クリストファー・マッカリー監督作品。
とにかく俳優としてもプロデューサーとしてもトム・クルーズの仕事が素晴らしすぎる。今作の売りにもなっている生身で飛行機ぶら下がり、しかもスタント無しというアクションへのチャレンジが凄いし、実際観ていて驚愕の映像なのだが、更に凄いのはこれをあくまで冒頭の掴みとして使ってしまっているところで、自分が作った映画でここまでやったら最大の見せ場にしたくなるだろうにクライマックスで無理矢理使うこともしていない。トムほどの立ち位置でここまで危険な演技をする俳優はなかなかいないし、エゴより作品を優先しているのが分かって、映画への情熱と愛情が伝わってくる。
監督や俳優の人選も含めてプロデューサーとして目利きぶりも際立つ。特に今作のヒロインにレベッカ・ファーガソンを抜擢したのは流石。一見古風な美人なのに、猫のような表情で可愛げを見せたりトムと同等のアクションをこなしたり、ハードボイルドな哀愁を漂わせたりとトムの相手役として充分な存在感でかっこ良かった。
そのレベッカ・ファーガソンが演じるイルサ自体のキャラクターも良くて、イーサン・ハントがいつの間にか迷いの無い正義のスパイになって、私生活もどうなってるのかよく分からなくなってしまったぶん、スパイの悲哀と迷いを一身に背負ったキャラとして作品に新たな色彩を加えていた。
そんなスパイの悲哀要素や終盤のなんちゃって頭脳戦的な要素の投入でアクション大作として行き着いた感のあった前作とはまた違った古典的なスパイアクションの雰囲気を加味してさらなる高みへ到達させたストーリーも楽しいし、ウィーンのオペラハウスでのシークエンスなどアクション大作の予算の潤沢でゴージャスな投入の仕方も素晴らしかった。アクションも例の飛行機ぶら下がりを始めとしてBMWのオードバイチェイスでのスピード感も半端なかったりと見所に事欠かないが、個人的にはサイモン・ペグの出番と重要性の増加が何より嬉しい。彼の存在が映画に軽妙なタッチを与えていたのも良かった。

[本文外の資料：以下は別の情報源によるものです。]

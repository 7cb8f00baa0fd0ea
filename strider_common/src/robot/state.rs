//! Runtime state types shared between the control unit and its host.

use std::fmt;
use std::time::Duration;

use bitflags::bitflags;
use serde::{Deserialize, Serialize};

use crate::consts::AMBIENT_TEMPERATURE_C;

/// Measured state of one joint.
///
/// `timestamp` is the monotonic clock reading (time since clock origin)
/// at which the sample was taken.
#[derive(Debug, Clone, Copy, PartialEq, Serialize, Deserialize)]
pub struct JointState {
    /// Joint angle [rad].
    pub position: f64,
    /// Joint angular velocity [rad/s].
    pub velocity: f64,
    /// Joint torque [N·m].
    pub torque: f64,
    /// Winding temperature [°C].
    pub temperature: f64,
    /// Sample time since clock origin.
    pub timestamp: Duration,
}

impl Default for JointState {
    fn default() -> Self {
        Self {
            position: 0.0,
            velocity: 0.0,
            torque: 0.0,
            temperature: AMBIENT_TEMPERATURE_C,
            timestamp: Duration::ZERO,
        }
    }
}

impl JointState {
    /// A resting joint at ambient temperature, stamped at `timestamp`.
    pub fn at_rest(timestamp: Duration) -> Self {
        Self {
            timestamp,
            ..Self::default()
        }
    }
}

bitflags! {
    /// Joint health violations detected by the safety predicate.
    ///
    /// Any set flag makes the joint unsafe and latches the safety monitor.
    #[derive(Debug, Clone, Copy, PartialEq, Eq, Hash)]
    pub struct JointFault: u8 {
        /// Temperature at or above `max_temperature`.
        const OVER_TEMPERATURE = 0x01;
        /// |velocity| at or above `max_velocity`.
        const OVER_VELOCITY    = 0x02;
        /// Position outside `[min_position, max_position]`.
        const OUT_OF_BOUNDS    = 0x04;
    }
}

impl Default for JointFault {
    fn default() -> Self {
        Self::empty()
    }
}

/// Global safety latch.
///
/// `Tripped` is terminal for the lifetime of a run: there is no transition
/// back to `Normal`.
#[derive(Debug, Clone, Copy, PartialEq, Eq, Default, Serialize, Deserialize)]
pub enum SafetyState {
    #[default]
    Normal,
    Tripped,
}

impl SafetyState {
    #[inline]
    pub const fn is_tripped(self) -> bool {
        matches!(self, Self::Tripped)
    }
}

/// Why the safety latch closed.
#[derive(Debug, Clone, PartialEq, Eq)]
pub enum TripCause {
    /// A joint controller failed its safety predicate.
    JointFault { joint: String, faults: JointFault },
    /// `trigger_emergency_stop` was called.
    EmergencyStop,
}

impl fmt::Display for TripCause {
    fn fmt(&self, f: &mut fmt::Formatter<'_>) -> fmt::Result {
        match self {
            Self::JointFault { joint, faults } => {
                write!(f, "joint '{joint}' unsafe ({faults:?})")
            }
            Self::EmergencyStop => write!(f, "emergency stop requested"),
        }
    }
}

映像もフィルムの質感が作品にハマっていて、特に終盤の雨に濡れた夜のロンドンはホントに素晴らしかった。そこで繰り広げられる実質的なラストバトルをやるのがイーサン・ハントじゃないというのもトム・クルーズやるなという感じ。ここでのバトルもエグさギリギリのサジ加減のエンターテイメントになっていて良い。
次作以降ではイルサが峰不二子的立ち位置で活躍したりするのかな、とか色々妄想も拡がるので、トムさんの肉体が保つ限り続けて欲しいシリーズだ。